- [Aim of the exercise] Output the data below exactly, down to the last character.

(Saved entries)
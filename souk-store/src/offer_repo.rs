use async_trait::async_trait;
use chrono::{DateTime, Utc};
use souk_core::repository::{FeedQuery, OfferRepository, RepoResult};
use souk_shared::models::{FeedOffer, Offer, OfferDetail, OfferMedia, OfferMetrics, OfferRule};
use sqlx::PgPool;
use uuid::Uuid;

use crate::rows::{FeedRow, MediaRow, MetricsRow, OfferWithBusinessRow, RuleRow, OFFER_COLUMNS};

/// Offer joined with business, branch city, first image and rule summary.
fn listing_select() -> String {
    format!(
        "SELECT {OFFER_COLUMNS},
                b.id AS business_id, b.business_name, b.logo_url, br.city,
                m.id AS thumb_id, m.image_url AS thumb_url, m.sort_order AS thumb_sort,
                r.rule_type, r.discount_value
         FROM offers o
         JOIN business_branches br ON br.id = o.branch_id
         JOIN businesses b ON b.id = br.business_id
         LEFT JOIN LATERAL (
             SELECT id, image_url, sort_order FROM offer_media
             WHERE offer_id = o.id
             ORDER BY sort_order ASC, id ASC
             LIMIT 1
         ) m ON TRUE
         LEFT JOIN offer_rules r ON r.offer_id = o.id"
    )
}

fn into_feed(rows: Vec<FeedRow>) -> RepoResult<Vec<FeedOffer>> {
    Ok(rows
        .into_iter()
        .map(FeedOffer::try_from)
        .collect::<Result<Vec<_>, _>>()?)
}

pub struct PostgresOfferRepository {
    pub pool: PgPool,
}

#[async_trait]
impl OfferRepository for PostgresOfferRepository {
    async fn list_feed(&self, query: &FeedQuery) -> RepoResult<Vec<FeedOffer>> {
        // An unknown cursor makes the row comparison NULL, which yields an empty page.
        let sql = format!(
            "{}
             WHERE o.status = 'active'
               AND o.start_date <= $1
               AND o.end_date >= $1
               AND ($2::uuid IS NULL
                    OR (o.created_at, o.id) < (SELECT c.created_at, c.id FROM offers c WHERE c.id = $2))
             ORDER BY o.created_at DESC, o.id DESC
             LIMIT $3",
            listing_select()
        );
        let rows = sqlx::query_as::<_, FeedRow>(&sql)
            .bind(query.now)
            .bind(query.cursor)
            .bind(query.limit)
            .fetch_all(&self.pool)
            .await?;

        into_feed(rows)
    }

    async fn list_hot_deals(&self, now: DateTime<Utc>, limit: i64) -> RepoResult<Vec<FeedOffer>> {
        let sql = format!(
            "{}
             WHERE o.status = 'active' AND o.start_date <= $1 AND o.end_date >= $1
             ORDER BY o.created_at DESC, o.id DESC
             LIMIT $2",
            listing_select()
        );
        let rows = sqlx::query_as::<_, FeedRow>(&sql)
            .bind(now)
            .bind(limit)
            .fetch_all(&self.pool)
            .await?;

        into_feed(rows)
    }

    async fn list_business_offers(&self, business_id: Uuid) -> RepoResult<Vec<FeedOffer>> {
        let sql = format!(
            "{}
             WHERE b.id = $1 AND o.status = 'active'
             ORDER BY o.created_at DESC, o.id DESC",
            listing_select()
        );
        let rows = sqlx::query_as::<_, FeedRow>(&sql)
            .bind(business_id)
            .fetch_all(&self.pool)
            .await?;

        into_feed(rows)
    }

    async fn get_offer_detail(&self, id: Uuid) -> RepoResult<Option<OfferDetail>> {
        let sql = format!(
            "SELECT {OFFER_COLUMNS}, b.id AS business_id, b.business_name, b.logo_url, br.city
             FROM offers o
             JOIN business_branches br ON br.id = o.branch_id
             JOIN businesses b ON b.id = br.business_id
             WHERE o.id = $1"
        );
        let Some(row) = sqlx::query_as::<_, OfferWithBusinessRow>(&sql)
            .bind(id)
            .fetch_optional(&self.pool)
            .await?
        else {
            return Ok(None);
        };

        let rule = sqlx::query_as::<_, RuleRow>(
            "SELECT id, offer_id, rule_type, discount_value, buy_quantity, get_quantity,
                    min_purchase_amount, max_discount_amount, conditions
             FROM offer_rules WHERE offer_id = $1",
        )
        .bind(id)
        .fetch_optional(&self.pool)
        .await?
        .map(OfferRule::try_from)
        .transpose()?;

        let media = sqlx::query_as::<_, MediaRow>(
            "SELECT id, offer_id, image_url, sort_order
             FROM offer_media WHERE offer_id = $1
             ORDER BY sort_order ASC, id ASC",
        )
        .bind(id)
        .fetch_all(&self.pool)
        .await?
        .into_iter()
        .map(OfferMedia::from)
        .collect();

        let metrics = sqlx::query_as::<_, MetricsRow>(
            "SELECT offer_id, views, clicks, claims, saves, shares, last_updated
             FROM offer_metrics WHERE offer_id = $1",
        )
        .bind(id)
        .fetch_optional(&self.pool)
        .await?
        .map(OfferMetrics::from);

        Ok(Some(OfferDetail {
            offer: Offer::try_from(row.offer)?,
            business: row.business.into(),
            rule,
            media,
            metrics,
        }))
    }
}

- [Task output]
filename souk-store/src/offer_repo.rs
use async_trait::async_trait;
use chrono::{DateTime, Utc};
use souk_core::repository::{FeedQuery, OfferRepository, RepoResult};
use souk_shared::models::{FeedOffer, Offer, OfferDetail, OfferMedia, OfferMetrics, OfferRule};
use sqlx::PgPool;
use uuid::Uuid;

use crate::rows::{FeedRow, MediaRow, MetricsRow, OfferWithBusinessRow, RuleRow, OFFER_COLUMNS};

/// Offer joined with business, branch city, first image and rule summary.
fn listing_select() -> String {
    format!(
        "SELECT {OFFER_COLUMNS},
                b.id AS business_id, b.business_name, b.logo_url, br.city,
                m.id AS thumb_id, m.image_url AS thumb_url, m.sort_order AS thumb_sort,
                r.rule_type, r.discount_value
         FROM offers o
         JOIN business_branches br ON br.id = o.branch_id
         JOIN businesses b ON b.id = br.business_id
         LEFT JOIN LATERAL (
             SELECT id, image_url, sort_order FROM offer_media
             WHERE offer_id = o.id
             ORDER BY sort_order ASC, id ASC
             LIMIT 1
         ) m ON TRUE
         LEFT JOIN offer_rules r ON r.offer_id = o.id"
    )
}

fn into_feed(rows: Vec<FeedRow>) -> RepoResult<Vec<FeedOffer>> {
    Ok(rows
        .into_iter()
        .map(FeedOffer::try_from)
        .collect::<Result<Vec<_>, _>>()?)
}

pub struct PostgresOfferRepository {
    pub pool: PgPool,
}

#[async_trait]
impl OfferRepository for PostgresOfferRepository {
    async fn list_feed(&self, query: &FeedQuery) -> RepoResult<Vec<FeedOffer>> {
        // An unknown cursor makes the row comparison NULL, which yields an empty page.
        let sql = format!(
            "{}
             WHERE o.status = 'active'
               AND o.start_date <= $1
               AND o.end_date >= $1
               AND ($2::uuid IS NULL
                    OR (o.created_at, o.id) < (SELECT c.created_at, c.id FROM offers c WHERE c.id = $2))
             ORDER BY o.created_at DESC, o.id DESC
             LIMIT $3",
            listing_select()
        );
        let rows = sqlx::query_as::<_, FeedRow>(&sql)
            .bind(query.now)
            .bind(query.cursor)
            .bind(query.limit)
            .fetch_all(&self.pool)
            .await?;

        into_feed(rows)
    }

    async fn list_hot_deals(&self, now: DateTime<Utc>, limit: i64) -> RepoResult<Vec<FeedOffer>> {
        let sql = format!(
            "{}
             WHERE o.status = 'active' AND o.start_date <= $1 AND o.end_date >= $1
             ORDER BY o.created_at DESC, o.id DESC
             LIMIT $2",
            listing_select()
        );
        let rows = sqlx::query_as::<_, FeedRow>(&sql)
            .bind(now)
            .bind(limit)
            .fetch_all(&self.pool)
            .await?;

        into_feed(rows)
    }

    async fn list_business_offers(&self, business_id: Uuid) -> RepoResult<Vec<FeedOffer>> {
        let sql = format!(
            "{}
             WHERE b.id = $1 AND o.status = 'active'
             ORDER BY o.created_at DESC, o.id DESC",
            listing_select()
        );
        let rows = sqlx::query_as::<_, FeedRow>(&sql)
            .bind(business_id)
            .fetch_all(&self.pool)
            .await?;

        into_feed(rows)
    }

    async fn get_offer_detail(&self, id: Uuid) -> RepoResult<Option<OfferDetail>> {
        let sql = format!(
            "SELECT {OFFER_COLUMNS}, b.id AS business_id, b.business_name, b.logo_url, br.city
             FROM offers o
             JOIN business_branches br ON br.id = o.branch_id
             JOIN businesses b ON b.id = br.business_id
             WHERE o.id = $1"
        );
        let Some(row) = sqlx::query_as::<_, OfferWithBusinessRow>(&sql)
            .bind(id)
            .fetch_optional(&self.pool)
            .await?
        else {
            return Ok(None);
        };

        let rule = sqlx::query_as::<_, RuleRow>(
            "SELECT id, offer_id, rule_type, discount_value, buy_quantity, get_quantity,
                    min_purchase_amount, max_discount_amount, conditions
             FROM offer_rules WHERE offer_id = $1",
        )
        .bind(id)
        .fetch_optional(&self.pool)
        .await?
        .map(OfferRule::try_from)
        .transpose()?;

        let media = sqlx::query_as::<_, MediaRow>(
            "SELECT id, offer_id, image_url, sort_order
             FROM offer_media WHERE offer_id = $1
             ORDER BY sort_order ASC, id ASC",
        )
        .bind(id)
        .fetch_all(&self.pool)
        .await?
        .into_iter()
        .map(OfferMedia::from)
        .collect();

        let metrics = sqlx::query_as::<_, MetricsRow>(
            "SELECT offer_id, views, clicks, claims, saves, shares, last_updated
             FROM offer_metrics WHERE offer_id = $1",
        )
        .bind(id)
        .fetch_optional(&self.pool)
        .await?
        .map(OfferMetrics::from);

        Ok(Some(OfferDetail {
            offer: Offer::try_from(row.offer)?,
            business: row.business.into(),
            rule,
            media,
            metrics,
        }))
    }
}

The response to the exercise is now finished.